Sobre literatura y series
Por Arcadio García Sánchez.
Recientemente un amigo y yo nos enzarzamos en una discusión que tenía por objeto dirimir el carácter efímero o no del fenómeno exitoso de las series de televisión. Él estaba convencido de que más pronto que tarde tocaría a su fin, y en semejante circunstancia no nos quedaría más remedio que consolarnos revisando todas aquellas teleseries que tanto placer nos habían deparado durante este periodo irrepetible. Yo reaccioné con inusitada hostilidad y me negué a aceptar esa hecatombe. Y a vuela pluma, como quien no quiere la cosa, me aventuré a realizar una afirmación sobre la que en realidad no había reflexionado nunca o no lo había hecho en detalle: mientras exista la literatura existirán las series.
En lo que a mí respecta salta a la vista que todas las ficciones televisivas poseen, de una u otra forma, un origen literario sobre el que no cabe discusión. Basta echar la vista atrás y llevar a cabo un ejercicio de arqueología televisiva para darse cuenta de que la mayoría de las series que se crearon antes de que sobreviniera el fenómeno actual, eran directamente traslaciones a la pequeña pantalla de obras literarias de mayor o menor enjundia. Así, a bote pronto, recurriendo estrictamente a mi memoria personal de consumidor habitual desde la infancia, me vienen a la cabeza Hombre rico hombre pobre, Raíces, Norte y Sur, Fortunata y Jacinta, Los Gozos y las Sombras, o Cañas y Barro. Productos que se ajustaban al género folletinesco del XIX o a la literatura realista inaugurada por Flaubert, en la medida en que poseían un componente fundamentalmente lúdico. El lector/espectador asistía como forma de entretenimiento al desarrollo argumental y se incorporaba con entusiasmo a la sucesión de peripecias, y experimentaba empatía hacia los personajes, pero lo hacía sin poner en riesgo su identidad como sujeto en tanto no existía un proceso de identificación psicológica. Se trataba de meros espectadores de experiencias ajenas mediante las cuales, a lo sumo, se podían hallar patrones sociológicos antes que psicológicos.
En las mejores series de hoy persisten aun las técnicas y los motivos recurrentes de la literatura de los clásicos. Qué duda cabe que Boss constituye una extraordinaria reformulación de la tragedia griega y de los dramas shakesperianos. Detrás del exceso de testosterona de Sons of anarchy, de las explosiones y el rugir atronador de las motocicletas, asoma la figura desvalida de Hamlet. La cuarta temporada de Fringe concluye con una referencia explícita a uno de los episodios más conocidos del libro de libros por excelencia: la Biblia.

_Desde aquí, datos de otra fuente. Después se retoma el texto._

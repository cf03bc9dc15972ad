// Copyright (c) Contributors to the SPK project.
// SPDX-License-Identifier: Apache-2.0
// https://github.com/spkenv/spk

use crate::{Error, Result};

#[cfg(test)]
#[path = "./filter_test.rs"]
mod filter_test;

/// A compiled search filter matched against a single path name segment.
///
/// Filters support `*` (any run of characters) and `?` (a single
/// character); everything else matches literally. A trailing `.*` also
/// matches names that carry no extension at all, so `foo.*` accepts both
/// `foo` and `foo.bar`.
#[derive(Debug, Clone)]
pub struct SearchPattern {
    form: Form,
}

#[derive(Debug, Clone)]
enum Form {
    /// `""`, `"*"` and `"*.*"` match every name
    All,
    /// no special characters, plain string equality
    Exact(String),
    Regex(regex::Regex),
}

impl SearchPattern {
    /// Compile a filter string.
    ///
    /// Filters apply to a single name segment and so must not contain
    /// directory separators.
    pub fn parse(filter: &str) -> Result<Self> {
        if filter.contains('/') || filter.contains('\\') {
            return Err(Error::invalid_filter(
                filter,
                "filters must not contain directory separators",
            ));
        }
        if matches!(filter, "" | "*" | "*.*") {
            return Ok(Self { form: Form::All });
        }
        if !filter.contains(['*', '?', '.']) {
            return Ok(Self {
                form: Form::Exact(filter.to_string()),
            });
        }

        // a trailing `.*` also matches the bare name with no extension
        let (body, optional_extension) = match filter.strip_suffix(".*") {
            Some(body) if !body.is_empty() => (body, true),
            _ => (filter, false),
        };
        let mut pattern = String::with_capacity(filter.len() + 8);
        pattern.push('^');
        for ch in body.chars() {
            match ch {
                '*' => pattern.push_str(".*?"),
                '?' => pattern.push('.'),
                '.' => pattern.push_str("\\."),
                ch if is_regex_meta(ch) => {
                    pattern.push('\\');
                    pattern.push(ch);
                }
                ch => pattern.push(ch),
            }
        }
        if optional_extension {
            pattern.push_str("(\\.[^.]*)?");
        }
        pattern.push('$');

        let regex = regex::Regex::new(&pattern)
            .map_err(|err| Error::invalid_filter(filter, err.to_string()))?;
        Ok(Self {
            form: Form::Regex(regex),
        })
    }

    /// True if the given name segment matches this filter.
    pub fn matches(&self, name: &str) -> bool {
        match &self.form {
            Form::All => true,
            Form::Exact(exact) => exact == name,
            Form::Regex(regex) => regex.is_match(name),
        }
    }
}

fn is_regex_meta(ch: char) -> bool {
    matches!(
        ch,
        '\\' | '+' | '(' | ')' | '[' | ']' | '{' | '}' | '^' | '$' | '|'
    )
}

Lost, además de las múltiples referencias literarias diseminadas por toda la serie, comparte con The Killing y con la primera temporada de Damages un uso prodigioso de una de las viejas convenciones del género narrativo: atrapar la atención del lector formulando preguntas cuya respuesta queda en suspenso, un recurso habitual del que, en origen, echaban mano los escritores de novelas por entregas para asegurarse el sustento, gracias a un público fiel que no solo aguardaba con impaciencia la resolución del misterio, sino que estaba dispuesto a pagar por ello.

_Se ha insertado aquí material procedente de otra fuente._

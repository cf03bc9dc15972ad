// Copyright (c) Contributors to the SPK project.
// SPDX-License-Identifier: Apache-2.0
// https://github.com/spkenv/spk

//! Backends built by wrapping and combining other backends.

mod aggregate;
mod readonly;
mod sub;

use std::path::{Path, PathBuf};
use std::sync::Arc;

use chrono::{DateTime, Utc};

pub use aggregate::AggregateFileSystem;
pub use readonly::ReadOnlyFileSystem;
pub use sub::{SubFileSystem, SubRoot};

use crate::filter::SearchPattern;
use crate::fs::{
    BackendId,
    FileAccess,
    FileAttributes,
    FileShare,
    FileSystem,
    OpenMode,
    Paths,
    ReadFileSystem,
    SearchTarget,
    SharedFileSystem,
    VfsFile,
};
use crate::path::VfsPath;
use crate::watch::{PathConverter, Watcher, WrapWatcher};
use crate::Result;

/// Translates paths between a wrapper's namespace and its delegate's.
pub trait PathMapper: std::fmt::Debug + Send + Sync + 'static {
    /// The delegate path corresponding to a wrapper path.
    fn to_delegate(&self, path: &VfsPath) -> VfsPath;

    /// The wrapper path corresponding to a delegate path.
    ///
    /// Fails when the delegate path has no representation in the
    /// wrapper's namespace.
    fn from_delegate(&self, path: &VfsPath) -> Result<VfsPath>;

    /// Conversion used when forwarding watch events; None drops the
    /// event instead of failing the operation.
    fn try_from_delegate(&self, path: &VfsPath) -> Option<VfsPath> {
        self.from_delegate(path).ok()
    }
}

/// A filesystem that exposes another one through a path translation.
///
/// Every operation maps the caller's path into the delegate's
/// namespace, invokes the delegate, and maps any returned paths back.
/// Enumeration stays lazy, translating element-wise. Watching wraps the
/// delegate's watcher so emitted paths are translated as well.
pub struct ComposedFileSystem<M: PathMapper> {
    inner: Arc<Inner<M>>,
}

#[derive(Debug)]
struct Inner<M> {
    delegate: SharedFileSystem,
    mapper: M,
}

impl<M: PathMapper> ComposedFileSystem<M> {
    pub fn with_mapper(delegate: SharedFileSystem, mapper: M) -> Self {
        Self {
            inner: Arc::new(Inner { delegate, mapper }),
        }
    }

    pub fn delegate(&self) -> &SharedFileSystem {
        &self.inner.delegate
    }

    pub fn mapper(&self) -> &M {
        &self.inner.mapper
    }

    fn map(&self, path: &VfsPath) -> VfsPath {
        self.inner.mapper.to_delegate(path)
    }
}

impl<M: PathMapper> Clone for ComposedFileSystem<M> {
    fn clone(&self) -> Self {
        Self {
            inner: Arc::clone(&self.inner),
        }
    }
}

impl<M: PathMapper> std::fmt::Debug for ComposedFileSystem<M> {
    fn fmt(&self, f: &mut std::fmt::Formatter<'_>) -> std::fmt::Result {
        f.debug_struct("ComposedFileSystem")
            .field("mapper", &self.inner.mapper)
            .field("delegate", &self.inner.delegate)
            .finish()
    }
}

impl<M: PathMapper> ReadFileSystem for ComposedFileSystem<M> {
    fn identity(&self) -> BackendId {
        BackendId::of(&self.inner)
    }

    fn directory_exists_impl(&self, path: &VfsPath) -> Result<bool> {
        self.inner.delegate.directory_exists_impl(&self.map(path))
    }

    fn file_exists_impl(&self, path: &VfsPath) -> Result<bool> {
        self.inner.delegate.file_exists_impl(&self.map(path))
    }

    fn file_length_impl(&self, path: &VfsPath) -> Result<u64> {
        self.inner.delegate.file_length_impl(&self.map(path))
    }

    fn open_read_impl(&self, path: &VfsPath) -> Result<Box<dyn VfsFile>> {
        self.inner.delegate.open_read_impl(&self.map(path))
    }

    fn attributes_impl(&self, path: &VfsPath) -> Result<FileAttributes> {
        self.inner.delegate.attributes_impl(&self.map(path))
    }

    fn creation_time_impl(&self, path: &VfsPath) -> Result<DateTime<Utc>> {
        self.inner.delegate.creation_time_impl(&self.map(path))
    }

    fn last_access_time_impl(&self, path: &VfsPath) -> Result<DateTime<Utc>> {
        self.inner.delegate.last_access_time_impl(&self.map(path))
    }

    fn last_write_time_impl(&self, path: &VfsPath) -> Result<DateTime<Utc>> {
        self.inner.delegate.last_write_time_impl(&self.map(path))
    }

    fn enumerate_impl(
        &self,
        path: &VfsPath,
        pattern: SearchPattern,
        recursive: bool,
        target: SearchTarget,
    ) -> Result<Paths<'_>> {
        let entries =
            self.inner
                .delegate
                .enumerate_impl(&self.map(path), pattern, recursive, target)?;
        let inner = Arc::clone(&self.inner);
        Ok(Box::new(entries.map(move |entry| {
            entry.and_then(|path| inner.mapper.from_delegate(&path))
        })))
    }

    fn to_native_path_impl(&self, path: &VfsPath) -> Result<PathBuf> {
        self.inner.delegate.to_native_path_impl(&self.map(path))
    }

    fn from_native_path_impl(&self, path: &Path) -> Result<VfsPath> {
        let delegate_path = self.inner.delegate.from_native_path_impl(path)?;
        self.inner.mapper.from_delegate(&delegate_path)
    }
}

impl<M: PathMapper> FileSystem for ComposedFileSystem<M> {
    fn create_directory_impl(&self, path: &VfsPath) -> Result<()> {
        self.inner.delegate.create_directory_impl(&self.map(path))
    }

    fn move_directory_impl(&self, src: &VfsPath, dest: &VfsPath) -> Result<()> {
        self.inner
            .delegate
            .move_directory_impl(&self.map(src), &self.map(dest))
    }

    fn delete_directory_impl(&self, path: &VfsPath, recursive: bool) -> Result<()> {
        self.inner
            .delegate
            .delete_directory_impl(&self.map(path), recursive)
    }

    fn copy_file_impl(&self, src: &VfsPath, dest: &VfsPath, overwrite: bool) -> Result<()> {
        self.inner
            .delegate
            .copy_file_impl(&self.map(src), &self.map(dest), overwrite)
    }

    fn replace_file_impl(
        &self,
        src: &VfsPath,
        dest: &VfsPath,
        backup: Option<&VfsPath>,
        ignore_metadata_errors: bool,
    ) -> Result<()> {
        let backup = backup.map(|p| self.map(p));
        self.inner.delegate.replace_file_impl(
            &self.map(src),
            &self.map(dest),
            backup.as_ref(),
            ignore_metadata_errors,
        )
    }

    fn move_file_impl(&self, src: &VfsPath, dest: &VfsPath) -> Result<()> {
        self.inner
            .delegate
            .move_file_impl(&self.map(src), &self.map(dest))
    }

    fn delete_file_impl(&self, path: &VfsPath) -> Result<()> {
        self.inner.delegate.delete_file_impl(&self.map(path))
    }

    fn open_file_impl(
        &self,
        path: &VfsPath,
        mode: OpenMode,
        access: FileAccess,
        share: FileShare,
    ) -> Result<Box<dyn VfsFile>> {
        self.inner
            .delegate
            .open_file_impl(&self.map(path), mode, access, share)
    }

    fn set_attributes_impl(&self, path: &VfsPath, attributes: FileAttributes) -> Result<()> {
        self.inner
            .delegate
            .set_attributes_impl(&self.map(path), attributes)
    }

    fn set_creation_time_impl(&self, path: &VfsPath, time: DateTime<Utc>) -> Result<()> {
        self.inner
            .delegate
            .set_creation_time_impl(&self.map(path), time)
    }

    fn set_last_access_time_impl(&self, path: &VfsPath, time: DateTime<Utc>) -> Result<()> {
        self.inner
            .delegate
            .set_last_access_time_impl(&self.map(path), time)
    }

    fn set_last_write_time_impl(&self, path: &VfsPath, time: DateTime<Utc>) -> Result<()> {
        self.inner
            .delegate
            .set_last_write_time_impl(&self.map(path), time)
    }

    fn can_watch_impl(&self, path: &VfsPath) -> bool {
        self.inner.delegate.can_watch_impl(&self.map(path))
    }

    fn watch_impl(&self, path: &VfsPath) -> Result<Box<dyn Watcher>> {
        let delegate_watcher = self.inner.delegate.watch_impl(&self.map(path))?;
        let inner = Arc::clone(&self.inner);
        let convert: PathConverter = Arc::new(move |p| inner.mapper.try_from_delegate(p));
        let fs: SharedFileSystem = Arc::new(self.clone());
        Ok(Box::new(WrapWatcher::new(
            fs,
            path.clone(),
            delegate_watcher,
            convert,
        )))
    }
}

Sin dejar de recurrir a aspectos de la gran literatura de todos los tiempos, las series de televisión han acabado incorporando a los grandes renovadores de la novela del XX: Kafka, Joyce, Proust y Virginia Woolf irrumpen con el psicoanálisis de Freud bajo el brazo, y en consecuencia la primacía de la trama y el narrador omnisciente ceden todo el protagonismo al individuo.

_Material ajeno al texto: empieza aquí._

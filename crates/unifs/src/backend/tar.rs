// Copyright (c) Contributors to the SPK project.
// SPDX-License-Identifier: Apache-2.0
// https://github.com/spkenv/spk

use std::path::{Path, PathBuf};
use std::sync::Arc;

use chrono::{DateTime, Utc};
use tar::Archive;
use tempfile::TempDir;

use crate::filter::SearchPattern;
use crate::fs::{
    BackendId,
    FileAccess,
    FileAttributes,
    FileShare,
    FileSystem,
    OpenMode,
    Paths,
    ReadFileSystem,
    SearchTarget,
    VfsFile,
};
use crate::path::VfsPath;
use crate::watch::Watcher;
use crate::{Error, Result};

#[cfg(test)]
#[path = "./tar_test.rs"]
mod tar_test;

/// A read-only filesystem over the contents of a tar archive.
///
/// The archive is unpacked into a temporary directory on open and
/// served through a native view of that directory; the extraction is
/// removed again when the last handle drops. This is not efficient for
/// very large archives but keeps reads simple and random-access.
///
/// Archives record only a modification time, so the creation and
/// last-access getters report the last write time as well.
#[derive(Clone)]
pub struct TarFileSystem {
    inner: Arc<Inner>,
}

struct Inner {
    archive: PathBuf,
    // held for its lifetime only; dropping it removes the extraction
    _extracted: TempDir,
    fs: crate::backend::NativeFileSystem,
}

impl TarFileSystem {
    /// Unpack the archive at the given native path and serve it.
    pub fn open<P: AsRef<Path>>(path: P) -> Result<Self> {
        let path = path.as_ref();
        let file = std::fs::File::open(path)?;
        let mut archive = Archive::new(file);
        let extracted = tempfile::Builder::new().prefix("unifs-tar-").tempdir()?;
        archive.unpack(extracted.path())?;
        tracing::debug!(archive = ?path, into = ?extracted.path(), "unpacked tar archive");
        let fs = crate::backend::NativeFileSystem::new(extracted.path())?;
        Ok(Self {
            inner: Arc::new(Inner {
                archive: path.to_path_buf(),
                _extracted: extracted,
                fs,
            }),
        })
    }

    /// The native path of the backing archive.
    pub fn archive_path(&self) -> &Path {
        &self.inner.archive
    }

    fn denied<T>(path: &VfsPath) -> Result<T> {
        Err(Error::AccessDenied(path.clone()))
    }
}

impl std::fmt::Debug for TarFileSystem {
    fn fmt(&self, f: &mut std::fmt::Formatter<'_>) -> std::fmt::Result {
        write!(f, "TarFileSystem<{:?}>", self.inner.archive)
    }
}

impl ReadFileSystem for TarFileSystem {
    fn identity(&self) -> BackendId {
        BackendId::of(&self.inner)
    }

    fn directory_exists_impl(&self, path: &VfsPath) -> Result<bool> {
        self.inner.fs.directory_exists_impl(path)
    }

    fn file_exists_impl(&self, path: &VfsPath) -> Result<bool> {
        self.inner.fs.file_exists_impl(path)
    }

    fn file_length_impl(&self, path: &VfsPath) -> Result<u64> {
        self.inner.fs.file_length_impl(path)
    }

    fn open_read_impl(&self, path: &VfsPath) -> Result<Box<dyn VfsFile>> {
        self.inner.fs.open_read_impl(path)
    }

    fn attributes_impl(&self, path: &VfsPath) -> Result<FileAttributes> {
        Ok(self.inner.fs.attributes_impl(path)? | FileAttributes::READ_ONLY)
    }

    fn creation_time_impl(&self, path: &VfsPath) -> Result<DateTime<Utc>> {
        self.inner.fs.last_write_time_impl(path)
    }

    fn last_access_time_impl(&self, path: &VfsPath) -> Result<DateTime<Utc>> {
        self.inner.fs.last_write_time_impl(path)
    }

    fn last_write_time_impl(&self, path: &VfsPath) -> Result<DateTime<Utc>> {
        self.inner.fs.last_write_time_impl(path)
    }

    fn enumerate_impl(
        &self,
        path: &VfsPath,
        pattern: SearchPattern,
        recursive: bool,
        target: SearchTarget,
    ) -> Result<Paths<'_>> {
        self.inner.fs.enumerate_impl(path, pattern, recursive, target)
    }

    fn to_native_path_impl(&self, path: &VfsPath) -> Result<PathBuf> {
        self.inner.fs.to_native_path_impl(path)
    }

    fn from_native_path_impl(&self, path: &Path) -> Result<VfsPath> {
        self.inner.fs.from_native_path_impl(path)
    }
}

impl FileSystem for TarFileSystem {
    fn create_directory_impl(&self, path: &VfsPath) -> Result<()> {
        Self::denied(path)
    }

    fn move_directory_impl(&self, src: &VfsPath, _dest: &VfsPath) -> Result<()> {
        Self::denied(src)
    }

    fn delete_directory_impl(&self, path: &VfsPath, _recursive: bool) -> Result<()> {
        Self::denied(path)
    }

    fn copy_file_impl(&self, src: &VfsPath, _dest: &VfsPath, _overwrite: bool) -> Result<()> {
        Self::denied(src)
    }

    fn replace_file_impl(
        &self,
        src: &VfsPath,
        _dest: &VfsPath,
        _backup: Option<&VfsPath>,
        _ignore_metadata_errors: bool,
    ) -> Result<()> {
        Self::denied(src)
    }

    fn move_file_impl(&self, src: &VfsPath, _dest: &VfsPath) -> Result<()> {
        Self::denied(src)
    }

    fn delete_file_impl(&self, path: &VfsPath) -> Result<()> {
        Self::denied(path)
    }

    fn open_file_impl(
        &self,
        path: &VfsPath,
        mode: OpenMode,
        access: FileAccess,
        _share: FileShare,
    ) -> Result<Box<dyn VfsFile>> {
        if access.can_write() || mode.requires_write() {
            return Self::denied(path);
        }
        self.inner.fs.open_read_impl(path)
    }

    fn set_attributes_impl(&self, path: &VfsPath, _attributes: FileAttributes) -> Result<()> {
        Self::denied(path)
    }

    fn set_creation_time_impl(&self, path: &VfsPath, _time: DateTime<Utc>) -> Result<()> {
        Self::denied(path)
    }

    fn set_last_access_time_impl(&self, path: &VfsPath, _time: DateTime<Utc>) -> Result<()> {
        Self::denied(path)
    }

    fn set_last_write_time_impl(&self, path: &VfsPath, _time: DateTime<Utc>) -> Result<()> {
        Self::denied(path)
    }

    fn can_watch_impl(&self, _path: &VfsPath) -> bool {
        false
    }

    fn watch_impl(&self, path: &VfsPath) -> Result<Box<dyn Watcher>> {
        Err(Error::String(format!(
            "tar archives do not support watching '{path}'"
        )))
    }
}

Sabemos que el escritor construye personajes a partir de rasgos propios o de modelos cercanos a los que estudia con suma atención. Si es un buen observador —y un escritor está obligado a serlo— nada escapa a su escrutinio. Observa y observa con paciencia de entomólogo hasta que la persona que es objeto de su análisis se relaja y deja de supeditar su comportamiento al conjunto de normas establecidas que rigen el grupo al que pertenece. O, por así decir, hasta que deja de fingir y emergen a la superficie aspectos de su personalidad que en circunstancias normales prefiere ocultar. Entonces, y solo entonces, sale a la luz la materia con la que trabajará el escritor. Y esa minuciosa exploración de hábitos personales desemboca en un estudio psicológico pormenorizado, profundo, revelador, y el lector, y por tanto el espectador, se ve abocado sin remedio a un proceso de identificación. Un proceso que puede parecer espantoso pero que en realidad constituye uno de los instrumentos más valiosos que tenemos a nuestro alcance para conocernos; una herramienta, en suma, para saber que en cualquiera de nosotros o de quienes nos rodean habita un Tony Soprano, que cualquiera de nosotros o de quienes nos rodean alberga un Walter White, que cualquiera de nosotros o de quienes nos rodean, ay, esconde un Dexter Morgan.
En este escenario de crisis en el que a diario se vaticina la irrupción del Apocalipsis, y en el que la presencia de la imagen es hegemónica, habrá quien se sienta tentado a sostener que la literatura y, por tanto, las series, tienen los días contados. Permítanme que disienta. Permítanme incluso no solo disentir sino negarlo categóricamente. Eso no sucederá jamás. No mientras exista un lunático, un pobre pero feliz lunático encerrado en una habitación durante horas, a solas frente a una hoja en blanco, realizando juegos de orfebrería con el lenguaje.